Sci-fi author Annalee Newitz has written about the exciting summer field trip she took with 20 other sci-fi writers to visit NORAD, the notorious nuclear bunker and military command center buried deep within Colorado’s Cheyenne Mountain. Lots of great photos and details at her article in the SF ezine I09, and if you look and read carefully, you’ll see an Alaska author was part of the gang: our own David Marusek.
Marusek and others were in Colorado attending Launchpad, a NASA-funded workshop for sci-fi writers, about which he writes briefly in this post on his own blog.
Sci-fi writers converge on Colorado in August to attend the World Sci Fi Convention where Hugo award winners are named.
I’m not well-versed in the sci-fi world but I recognized the top Hugo winner immediately and what do you know, it’s a favorite novel of mine, set in Alaska: Michael Chabon’s THE YIDDISH POLICEMEN’S UNION, an alternate history involving the post-World War II settlement of Jewish refugees in the imagined “Federal District of Sitka.” Unless you’ve read it, it’s hard to believe all that Chabon packs into the story: noir mystery, Yiddish culture and lingo, a half-Tlingit cop named Berko Shemets.

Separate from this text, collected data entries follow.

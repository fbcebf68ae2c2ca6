// Copyright 2025 The Rustux Authors
//
// Use of this source code is governed by a MIT-style
// license that can be found in the LICENSE file or at
// https://opensource.org/licenses/MIT

//! L1 Translation Tables and Domains
//!
//! Every user pmap gets its own 16KB L1 table the first time it installs a
//! mapping. All live L1 tables, the kernel's included, are kept in an
//! [`L1Registry`] so that kernel growth can link a new kernel L2 table into
//! each of them.
//!
//! The 16 ARM domains are split into the kernel domain (15) and fifteen user
//! domains handed out by the [`DomainAllocator`]. When all fifteen are taken
//! the least recently used owner that is not running loses its domain; it
//! gets a fresh one the next time it is activated.

use alloc::boxed::Box;
use alloc::sync::{Arc, Weak};
use alloc::vec::Vec;
use core::sync::atomic::{AtomicU32, AtomicUsize, Ordering};

use super::{CacheState, Pmap, DOMAIN_NONE};
use crate::kernel::arch::arm::cpufunc::CpuFuncs;
use crate::kernel::arch::arm::pte::PMAP_DOMAINS;
use crate::kernel::vm::layout::{l1_idx, PAddr, VAddr, KERNEL_BASE, L1_ENTRIES};

use super::l2::zeroed_table;

/// Registry slot of a table that is not registered
const NO_SLOT: usize = usize::MAX;

/// One L1 translation table
pub struct L1Table {
    /// Physical address (16KB aligned)
    phys: PAddr,

    /// Descriptors
    entries: Box<[AtomicU32]>,

    /// Number of pmaps using the table
    refs: AtomicU32,

    /// Registry slot
    slot: AtomicUsize,
}

impl L1Table {
    /// Create an empty table at `phys`, referenced once
    pub(crate) fn new(phys: PAddr) -> Self {
        Self::from_entries(phys, zeroed_table(L1_ENTRIES))
    }

    /// Adopt a populated table (the boot L1)
    pub(crate) fn from_entries(phys: PAddr, entries: Box<[AtomicU32]>) -> Self {
        debug_assert_eq!(entries.len(), L1_ENTRIES);
        Self {
            phys,
            entries,
            refs: AtomicU32::new(1),
            slot: AtomicUsize::new(NO_SLOT),
        }
    }

    /// Physical address of the table
    pub fn phys(&self) -> PAddr {
        self.phys
    }

    /// Read entry `idx`
    #[inline]
    pub fn entry(&self, idx: usize) -> u32 {
        self.entries[idx].load(Ordering::Acquire)
    }

    /// Read the entry mapping `va`
    #[inline]
    pub fn entry_for(&self, va: VAddr) -> u32 {
        self.entry(l1_idx(va))
    }

    #[inline]
    pub(crate) fn set_entry(&self, idx: usize, pde: u32) {
        self.entries[idx].store(pde, Ordering::Release);
    }

    /// Address of entry `idx`, for cache maintenance
    #[inline]
    pub(crate) fn entry_addr(&self, idx: usize) -> VAddr {
        &self.entries[idx] as *const AtomicU32 as VAddr
    }

    pub(crate) fn table_addr(&self) -> VAddr {
        self.entries.as_ptr() as VAddr
    }

    /// Number of pmaps using the table
    pub fn refs(&self) -> u32 {
        self.refs.load(Ordering::Relaxed)
    }

    /// Drop a reference; returns the references left
    pub(crate) fn release(&self) -> u32 {
        self.refs.fetch_sub(1, Ordering::AcqRel) - 1
    }

    fn copy_kernel_entries(&self, kernel: &L1Table) {
        for idx in l1_idx(KERNEL_BASE)..L1_ENTRIES {
            self.set_entry(idx, kernel.entry(idx));
        }
    }
}

/// Slab of every live L1 table
pub struct L1Registry {
    inner: spin::Mutex<L1Slab>,
}

struct L1Slab {
    slots: Vec<Option<Arc<L1Table>>>,
    free: Vec<usize>,
    count: usize,
}

impl L1Registry {
    pub const fn new() -> Self {
        Self {
            inner: spin::Mutex::new(L1Slab {
                slots: Vec::new(),
                free: Vec::new(),
                count: 0,
            }),
        }
    }

    /// Add a table
    ///
    /// When `kernel` is given the kernel half of the new table is copied from
    /// it while the registry lock is held, so a concurrent kernel growth
    /// cannot be missed.
    pub fn register(&self, l1: &Arc<L1Table>, kernel: Option<&L1Table>) {
        let mut slab = self.inner.lock();
        if let Some(kernel) = kernel {
            l1.copy_kernel_entries(kernel);
        }
        let slot = match slab.free.pop() {
            Some(slot) => {
                slab.slots[slot] = Some(l1.clone());
                slot
            }
            None => {
                slab.slots.push(Some(l1.clone()));
                slab.slots.len() - 1
            }
        };
        l1.slot.store(slot, Ordering::Relaxed);
        slab.count += 1;
    }

    /// Remove a table
    pub fn unregister(&self, l1: &L1Table) {
        let mut slab = self.inner.lock();
        let slot = l1.slot.swap(NO_SLOT, Ordering::Relaxed);
        assert!(slot != NO_SLOT, "unregister: L1 {:#x} not registered", l1.phys());
        slab.slots[slot] = None;
        slab.free.push(slot);
        slab.count -= 1;
    }

    /// Call `f` on every registered table with the registry locked
    pub fn for_each(&self, mut f: impl FnMut(&L1Table)) {
        let slab = self.inner.lock();
        for l1 in slab.slots.iter().flatten() {
            f(l1);
        }
    }

    /// Number of registered tables
    pub fn len(&self) -> usize {
        self.inner.lock().count
    }

    pub fn is_empty(&self) -> bool {
        self.len() == 0
    }
}

impl Default for L1Registry {
    fn default() -> Self {
        Self::new()
    }
}

struct DomainOwner {
    pmap_id: usize,
    pmap: Weak<Pmap>,
    stamp: u64,
}

/// Allocator for the fifteen user domains
pub struct DomainAllocator {
    inner: spin::Mutex<DomainTable>,
}

struct DomainTable {
    owners: [Option<DomainOwner>; PMAP_DOMAINS],
    clock: u64,
}

impl DomainAllocator {
    pub const fn new() -> Self {
        const NONE: Option<DomainOwner> = None;
        Self {
            inner: spin::Mutex::new(DomainTable {
                owners: [NONE; PMAP_DOMAINS],
                clock: 0,
            }),
        }
    }

    /// Give `pm` a domain
    ///
    /// A free domain is used when there is one. Otherwise the least recently
    /// used owner other than `current` is evicted: the whole cache is written
    /// back and the TLB flushed, since the victim's entries would otherwise
    /// be reachable through the recycled domain. Never fails.
    pub fn assign(&self, pm: &Pmap, current: usize, cpu: &dyn CpuFuncs) -> u8 {
        let mut table = self.inner.lock();
        table.clock += 1;
        let stamp = table.clock;

        let free = table.owners.iter().position(|owner| match owner {
            None => true,
            Some(o) => o.pmap.strong_count() == 0,
        });

        let domain = match free {
            Some(d) => d,
            None => {
                let victim = table
                    .owners
                    .iter()
                    .enumerate()
                    .filter_map(|(d, o)| o.as_ref().map(|o| (d, o)))
                    .filter(|(_, o)| o.pmap_id != current && o.pmap_id != pm.id)
                    .min_by_key(|(_, o)| o.stamp)
                    .map(|(d, _)| d);
                let d = match victim {
                    Some(d) => d,
                    None => panic!("assign_domain: no domain can be recycled for pmap {}", pm.id),
                };

                cpu.idcache_wbinv_all();
                cpu.tlb_flush_id();

                if let Some(owner) = table.owners[d].take() {
                    if let Some(victim) = owner.pmap.upgrade() {
                        victim.domain.store(DOMAIN_NONE, Ordering::Release);
                        victim.set_cache_state(CacheState::NONE);
                    }
                    crate::log_debug!(
                        "pmap: domain {} recycled from pmap {} to pmap {}",
                        d,
                        owner.pmap_id,
                        pm.id
                    );
                }
                d
            }
        };

        table.owners[domain] = Some(DomainOwner {
            pmap_id: pm.id,
            pmap: pm.self_ref.clone(),
            stamp,
        });
        pm.domain.store(domain as u8, Ordering::Release);
        domain as u8
    }

    /// Mark `domain` as just used
    pub fn touch(&self, domain: u8) {
        let mut table = self.inner.lock();
        table.clock += 1;
        let stamp = table.clock;
        if let Some(owner) = table.owners.get_mut(domain as usize).and_then(|o| o.as_mut()) {
            owner.stamp = stamp;
        }
    }

    /// Give back `domain` if `pmap_id` still owns it
    pub fn release(&self, domain: u8, pmap_id: usize) {
        let mut table = self.inner.lock();
        if let Some(slot) = table.owners.get_mut(domain as usize) {
            if slot.as_ref().map_or(false, |o| o.pmap_id == pmap_id) {
                *slot = None;
            }
        }
    }

    /// Number of domains currently owned
    pub fn in_use(&self) -> usize {
        self.inner
            .lock()
            .owners
            .iter()
            .filter(|o| o.as_ref().map_or(false, |o| o.pmap.strong_count() > 0))
            .count()
    }
}

impl Default for DomainAllocator {
    fn default() -> Self {
        Self::new()
    }
}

Chabon visited Anchorage when the book was first released and gave two great talks, including one arranged by our own Lubavitcher Rabbi Yosef Greenberg.
Sci-fi writers, visiting Pulitzer (and Hugo) winners, bagels and books — Alaska is a bit more diverse than people may realize. I love this place.
That’s really cool that he came to Anchorage. I didn’t know that! How exciting!